Montag dijo hola y añadió luego:

–¿Qué haces hoy?

–Todavía estoy loca. La lluvia sabe bien. Me gusta caminar bajo la lluvia.

–No creo que eso me gustase– dijo Montag.

–Le gustará si lo prueba.

–Nunca lo he hecho.

Clarisse se pasó la lengua por los labios.

–La lluvia tiene buen sabor.

–¿Pero te pasas la vida probándolo todo una vez?– preguntó Montag.

–A veces dos. (…)

No pensaba en nada mientras caminaba hacia la rumorosa Avenida Hipólito Yrigoyen, la gran avenida del conurbano sur.

¿Por qué fui hacia la avenida? 

No lo sé. 

Mi barrio es arbolado, de veredas anchas donde la lluvia coquetea con sus mejores encantos muchas melodías diferentes.

Sin embargo, fui hacia a la desangelada avenida. 

Llegué a la esquina gris y metálica. 

Ya estaba empapado completamente.

La vi entonces. 

Era imposible no verla.

Mas bien alta, joven, elegante, de pelo largo, quizás algo rubia (¿qué importancia tiene?), con las manos enfundadas en los bolsillos de una suerte de gabán o símil color negro.

A menos de un metro había un refugio de parada de ómnibus. 

Sin embargo, ella estaba a la intemperie, sin paraguas ni nada que la cubriera.

No parecía disfrutarlo.

No parecía sufrirlo.

No parecía importarle.

No parecía nada.

Ambos en la misma esquina, bajo la lluvia que se había vuelto torrencial, separados por unos pocos metros.

Escena de película cursi de los años 50.

Nunca me miró.

Estaba quieta como una efigie, un tótem bajo el diluvio.

No era Clarisse, indudablemente.

Por un instante debatí con mi grupo interno acerca de preguntarle si se sentía bien.

No lo hice.

Un poco el temor de generar una alarma innecesaria ante un extraño que se acerca a una chica sola en una esquina y un poco el temor a que me cortaran el rostro con meterme donde nadie me llamó.

Mi grupo interno navega entre la corrección cívica, la heroicidad urbana, la protección del amor propio y una estupidez consuetudinaria.

Miedos burgueses de la vida burguesa.

Yo no era así. 

Pero ahora sí lo soy.

Por la avenida los pocos autos circulaban lentos, como lanchas ante la inevitable inundación.

Volví lentamente sobre mis pasos, empapado, feliz por la lluvia, pero incómodo.

La chica del gabán negro.

Anduve errante algunas cuadras hasta que la noche se acostó sobre la ciudad y regresé a casa.

La lluvia no cesaba.

Busqué entonces a Raúl González Tuñón.

Siempre lo busco cuando la vida parece estar en otra parte.

Y siempre lo encuentro.

Encontré en la biblioteca “Lluvia”, aquel poema dedicado al amor de su vida, Amparo Mom…

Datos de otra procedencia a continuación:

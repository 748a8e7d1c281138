//! End-to-end session tests over scripted collaborators

use std::sync::{Arc, Mutex, MutexGuard};
use std::time::Duration;

use async_trait::async_trait;

use aria_core::{AriaError, Result, SearchProvider, Song};
use aria_lyrics::LyricsSource;
use aria_playback::AudioOutput;
use aria_session::Session;
use aria_store::MemoryStore;

/// Scripted audio backend the tests drive by hand
#[derive(Default)]
struct FakeOutputState {
    loaded_url: Option<String>,
    playing: bool,
    position: Duration,
    duration: Option<Duration>,
    finished: bool,
    gain: f32,
    fail_urls: Vec<String>,
}

#[derive(Clone, Default)]
struct FakeOutput(Arc<Mutex<FakeOutputState>>);

impl FakeOutput {
    fn state(&self) -> MutexGuard<'_, FakeOutputState> {
        self.0.lock().unwrap()
    }
}

impl AudioOutput for FakeOutput {
    fn load(&mut self, url: &str) -> std::result::Result<(), aria_playback::OutputError> {
        let mut state = self.0.lock().unwrap();
        if state.fail_urls.iter().any(|u| u == url) {
            return Err("no such stream".into());
        }
        state.loaded_url = Some(url.to_string());
        state.position = Duration::ZERO;
        state.finished = false;
        Ok(())
    }

    fn play(&mut self) {
        self.0.lock().unwrap().playing = true;
    }

    fn pause(&mut self) {
        self.0.lock().unwrap().playing = false;
    }

    fn stop(&mut self) {
        let mut state = self.0.lock().unwrap();
        state.playing = false;
        state.loaded_url = None;
    }

    fn seek(&mut self, position: Duration) {
        self.0.lock().unwrap().position = position;
    }

    fn set_gain(&mut self, gain: f32) {
        self.0.lock().unwrap().gain = gain;
    }

    fn position(&self) -> Duration {
        self.0.lock().unwrap().position
    }

    fn duration(&self) -> Option<Duration> {
        self.0.lock().unwrap().duration
    }

    fn is_finished(&self) -> bool {
        self.0.lock().unwrap().finished
    }
}

/// Lyrics source with canned responses per song id
#[derive(Default)]
struct FakeLyrics {
    by_song: std::collections::HashMap<String, String>,
}

#[async_trait]
impl LyricsSource for FakeLyrics {
    async fn fetch(&self, song_id: &str) -> aria_lyrics::Result<Option<String>> {
        Ok(self.by_song.get(song_id).cloned())
    }
}

struct FakeSearch;

#[async_trait]
impl SearchProvider for FakeSearch {
    async fn search(&self, query: &str, limit: usize) -> Result<Vec<Song>> {
        if query == "boom" {
            return Err(AriaError::Other("search backend down".into()));
        }
        Ok((0..limit.min(3))
            .map(|i| Song::new(format!("{query}-{i}"), format!("{query} #{i}"), "Artist"))
            .collect())
    }
}

fn song(id: &str) -> Song {
    let mut song = Song::new(id, format!("Song {id}"), "Artist");
    song.audio_url = format!("https://cdn.test/{id}.mp3");
    song
}

fn session_with(output: FakeOutput) -> Session {
    Session::builder(Box::new(output), Arc::new(MemoryStore::new())).build()
}

#[tokio::test]
async fn play_songs_starts_playback_and_records_history() {
    let output = FakeOutput::default();
    let mut session = session_with(output.clone());

    session
        .play_songs(vec![song("a"), song("b"), song("c")], 1)
        .await
        .unwrap();

    let snapshot = session.snapshot();
    assert!(snapshot.is_playing);
    assert_eq!(snapshot.current_song.as_ref().unwrap().id, "b");
    assert_eq!(snapshot.queue.len(), 3);
    assert_eq!(snapshot.queue_index, Some(1));
    assert_eq!(
        output.state().loaded_url.as_deref(),
        Some("https://cdn.test/b.mp3")
    );

    assert_eq!(session.library().recently_played().front().unwrap().id, "b");
}

#[tokio::test]
async fn toggle_play_pause_cycles() {
    let mut session = session_with(FakeOutput::default());
    session.play_song(song("a")).await.unwrap();

    session.toggle_play_pause().await.unwrap();
    assert!(!session.snapshot().is_playing);

    session.toggle_play_pause().await.unwrap();
    assert!(session.snapshot().is_playing);
}

#[tokio::test]
async fn toggle_play_pause_on_empty_player_is_a_no_op() {
    let mut session = session_with(FakeOutput::default());
    session.toggle_play_pause().await.unwrap();

    let snapshot = session.snapshot();
    assert!(!snapshot.is_playing);
    assert!(snapshot.current_song.is_none());
}

#[tokio::test]
async fn skip_forward_wraps_at_queue_end() {
    let mut session = session_with(FakeOutput::default());
    session.play_songs(vec![song("a"), song("b")], 1).await.unwrap();

    session.skip_forward().await.unwrap();
    assert_eq!(session.snapshot().current_song.unwrap().id, "a");

    session.skip_forward().await.unwrap();
    assert_eq!(session.snapshot().current_song.unwrap().id, "b");
}

#[tokio::test]
async fn skip_backward_restarts_after_threshold() {
    let output = FakeOutput::default();
    let mut session = session_with(output.clone());
    session.play_songs(vec![song("a"), song("b")], 1).await.unwrap();

    // Deep into the song: restart rather than step back
    output.state().position = Duration::from_secs(30);
    session.skip_backward().await.unwrap();

    let snapshot = session.snapshot();
    assert_eq!(snapshot.current_song.as_ref().unwrap().id, "b");
    assert_eq!(snapshot.position, Duration::ZERO);

    // Near the start: step back in the queue
    session.skip_backward().await.unwrap();
    assert_eq!(session.snapshot().current_song.unwrap().id, "a");
}

#[tokio::test]
async fn failing_song_is_skipped_once() {
    let output = FakeOutput::default();
    output
        .state()
        .fail_urls
        .push("https://cdn.test/bad.mp3".to_string());
    let mut session = session_with(output);

    session
        .play_songs(vec![song("bad"), song("good")], 0)
        .await
        .unwrap();

    let snapshot = session.snapshot();
    assert!(snapshot.is_playing);
    assert_eq!(snapshot.current_song.unwrap().id, "good");
}

#[tokio::test]
async fn lone_failing_song_surfaces_the_error() {
    let output = FakeOutput::default();
    output
        .state()
        .fail_urls
        .push("https://cdn.test/bad.mp3".to_string());
    let mut session = session_with(output);

    let err = session.play_song(song("bad")).await.unwrap_err();
    assert!(matches!(err, AriaError::Playback { .. }));
    assert!(!session.snapshot().is_playing);
}

#[tokio::test]
async fn tick_advances_when_a_song_ends() {
    let output = FakeOutput::default();
    let mut session = session_with(output.clone());
    session.play_songs(vec![song("a"), song("b")], 0).await.unwrap();

    session.tick().await.unwrap();
    assert_eq!(session.snapshot().current_song.unwrap().id, "a");

    output.state().finished = true;
    session.tick().await.unwrap();

    let snapshot = session.snapshot();
    assert!(snapshot.is_playing);
    assert_eq!(snapshot.current_song.unwrap().id, "b");
}

#[tokio::test]
async fn volume_and_mute_round_trip() {
    let output = FakeOutput::default();
    let mut session = session_with(output.clone());

    session.set_volume(35);
    let snapshot = session.snapshot();
    assert_eq!(snapshot.volume, 35);
    assert!(!snapshot.is_muted);

    session.toggle_mute();
    let snapshot = session.snapshot();
    assert!(snapshot.is_muted);
    assert_eq!(snapshot.volume, 35);
    assert_eq!(output.state().gain, 0.0);

    session.toggle_mute();
    assert_eq!(session.snapshot().volume, 35);
    assert!(output.state().gain > 0.0);
}

#[tokio::test]
async fn shuffle_keeps_current_song_playing() {
    let mut session = session_with(FakeOutput::default());
    session
        .play_songs(vec![song("a"), song("b"), song("c"), song("d")], 2)
        .await
        .unwrap();

    session.toggle_shuffle();
    let snapshot = session.snapshot();
    assert!(snapshot.is_shuffled);
    assert!(snapshot.is_playing);
    assert_eq!(snapshot.current_song.unwrap().id, "c");

    session.toggle_shuffle();
    assert!(!session.snapshot().is_shuffled);
    assert_eq!(session.snapshot().current_song.unwrap().id, "c");
}

#[tokio::test]
async fn enqueue_into_empty_player_then_play() {
    let mut session = session_with(FakeOutput::default());

    session.enqueue_last(song("a"));
    let snapshot = session.snapshot();
    assert!(!snapshot.is_playing);
    assert_eq!(snapshot.queue.len(), 1);

    session.toggle_play_pause().await.unwrap();
    let snapshot = session.snapshot();
    assert!(snapshot.is_playing);
    assert_eq!(snapshot.current_song.unwrap().id, "a");
}

#[tokio::test]
async fn close_player_stops_but_keeps_queue() {
    let mut session = session_with(FakeOutput::default());
    session.play_songs(vec![song("a"), song("b")], 0).await.unwrap();
    session.toggle_expand_player();

    session.close_player();

    let snapshot = session.snapshot();
    assert!(!snapshot.is_playing);
    assert!(snapshot.current_song.is_none());
    assert!(!snapshot.is_expanded);
    assert_eq!(snapshot.queue.len(), 2);

    // Playback can resume from the retained queue
    session.toggle_play_pause().await.unwrap();
    assert!(session.snapshot().is_playing);
}

#[tokio::test]
async fn lyrics_flow_through_snapshots() {
    let output = FakeOutput::default();
    output.state().duration = Some(Duration::from_secs(40));

    let mut lyrics = FakeLyrics::default();
    lyrics
        .by_song
        .insert("a".to_string(), "one\ntwo\nthree\nfour".to_string());

    let mut session = Session::builder(Box::new(output.clone()), Arc::new(MemoryStore::new()))
        .lyrics_source(Arc::new(lyrics))
        .build();

    session.play_songs(vec![song("a"), song("b")], 0).await.unwrap();

    let snapshot = session.snapshot();
    assert_eq!(snapshot.lyrics.lines.len(), 4);
    assert_eq!(snapshot.lyrics.current_line_index, Some(0));

    // Even-split over 40s: 15s lands in the second line's slice
    output.state().position = Duration::from_secs(15);
    assert_eq!(session.snapshot().lyrics.current_line_index, Some(1));

    // Next song has no lyrics; the old ones must not linger
    session.skip_forward().await.unwrap();
    let snapshot = session.snapshot();
    assert!(snapshot.lyrics.lines.is_empty());
    assert_eq!(snapshot.lyrics.current_line_index, None);
}

#[tokio::test]
async fn search_returns_results_and_records_term() {
    let mut session = Session::builder(
        Box::<FakeOutput>::default(),
        Arc::new(MemoryStore::new()),
    )
    .search_provider(Arc::new(FakeSearch))
    .build();

    let results = session.search("daft punk").await.unwrap();
    assert_eq!(results.len(), 3);
    assert_eq!(session.library().recent_searches().front().unwrap(), "daft punk");

    assert!(session.search("boom").await.is_err());
}

#[tokio::test]
async fn download_without_service_errors() {
    let session = session_with(FakeOutput::default());
    assert!(session.download_song(&song("a")).await.is_err());
}

#[tokio::test]
async fn subscribers_receive_snapshots() {
    let mut session = session_with(FakeOutput::default());
    let mut events = session.subscribe();

    session.set_volume(10);

    let snapshot = events.recv().await.unwrap();
    assert_eq!(snapshot.volume, 10);
}

#[tokio::test]
async fn favorites_survive_restore() {
    let store = Arc::new(MemoryStore::new());

    let mut session = Session::builder(Box::<FakeOutput>::default(), store.clone()).build();
    session.restore().await.unwrap();
    assert!(session.toggle_favorite("s1").await);
    session.shutdown().await.unwrap();

    let mut session = Session::builder(Box::<FakeOutput>::default(), store).build();
    session.restore().await.unwrap();
    assert!(session.library().is_favorite("s1"));
}

#[tokio::test]
async fn snapshot_carries_up_next_and_favorite_flag() {
    let mut session = session_with(FakeOutput::default());
    session
        .play_songs(vec![song("a"), song("b"), song("c")], 0)
        .await
        .unwrap();

    let snapshot = session.snapshot();
    assert_eq!(snapshot.up_next.as_ref().unwrap().id, "b");
    assert!(!snapshot.is_current_favorite);

    session.toggle_favorite("a").await;
    assert!(session.snapshot().is_current_favorite);
}

#[tokio::test]
async fn play_queue_entry_jumps() {
    let mut session = session_with(FakeOutput::default());
    session
        .play_songs(vec![song("a"), song("b"), song("c")], 0)
        .await
        .unwrap();

    session.play_queue_entry(2).await.unwrap();
    assert_eq!(session.snapshot().current_song.unwrap().id, "c");
    assert!(session.play_queue_entry(9).await.is_err());
}

#[tokio::test]
async fn removing_the_playing_entry_does_not_skip_its_successor() {
    let output = FakeOutput::default();
    let mut session = session_with(output.clone());
    session
        .play_songs(vec![song("a"), song("b"), song("c")], 0)
        .await
        .unwrap();

    session.remove_queue_entry(0);

    // The removed song keeps playing even though it left the queue
    let snapshot = session.snapshot();
    assert_eq!(snapshot.current_song.as_ref().unwrap().id, "a");
    assert_eq!(snapshot.queue.len(), 2);

    // Its natural end hands playback to the song that took its slot
    output.state().finished = true;
    session.tick().await.unwrap();
    assert_eq!(session.snapshot().current_song.unwrap().id, "b");

    output.state().finished = true;
    session.tick().await.unwrap();
    assert_eq!(session.snapshot().current_song.unwrap().id, "c");
}

#[tokio::test]
async fn removing_the_lone_playing_entry_ends_playback_after_it() {
    let output = FakeOutput::default();
    let mut session = session_with(output.clone());
    session.play_song(song("a")).await.unwrap();

    session.remove_queue_entry(0);
    assert!(session.snapshot().queue.is_empty());
    assert!(session.snapshot().is_playing);

    output.state().finished = true;
    session.tick().await.unwrap();
    assert!(!session.snapshot().is_playing);
}

#[tokio::test]
async fn removing_a_non_current_entry_leaves_advancement_alone() {
    let output = FakeOutput::default();
    let mut session = session_with(output.clone());
    session
        .play_songs(vec![song("a"), song("b"), song("c")], 0)
        .await
        .unwrap();

    session.remove_queue_entry(1);

    output.state().finished = true;
    session.tick().await.unwrap();
    assert_eq!(session.snapshot().current_song.unwrap().id, "c");
}

#[tokio::test]
async fn idle_ticks_publish_nothing() {
    let mut session = session_with(FakeOutput::default());
    session.play_song(song("a")).await.unwrap();

    let mut events = session.subscribe();

    // Nothing changed between these ticks; only the first state lands
    session.tick().await.unwrap();
    session.tick().await.unwrap();
    session.tick().await.unwrap();

    assert!(events.try_recv().is_err());
}

#[tokio::test]
async fn playlist_operations_via_facade() {
    let mut session = session_with(FakeOutput::default());

    assert!(session.create_playlist("  ").await.is_err());

    let playlist = session.create_playlist("Focus").await.unwrap();
    session
        .add_song_to_playlist(&playlist.id, "s1")
        .await
        .unwrap();
    assert!(session
        .add_song_to_playlist("missing", "s1")
        .await
        .is_err());

    assert_eq!(
        session.library().playlist(&playlist.id).unwrap().song_ids,
        vec!["s1".to_string()]
    );
}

(…) Entonces comprendimos que la lluvia también era hermosa.

Unas veces cae mansamente y uno piensa en los cementerios abandonados.

Otras veces cae con furia y uno piensa en los maremotos que se han tragado tantas espléndidas islas de extraños nombres.

De cualquier manera, la lluvia es saludable y triste.

Sus tambores acunan nuestras noches y la lectura corre a su lado por los canales del sueño.

(…) Yo quería hablar de la lluvia, igual, pero distinta, ya al caer sobre los jardines, ya al deslizarse por los muros, ya al reflejar sobre el asfalto las súbitas, las fugitivas luces rojas de los automóviles, ya al inundar los barrios de nuestra solidaridad y de nuestra congoja, los humildes barrios de los trabajadores.

La lluvia es bella y triste y acaso nuestro amor sea bello y triste, y acaso esa tristeza sea una manera sutil de la alegría. Íntima, recóndita alegría.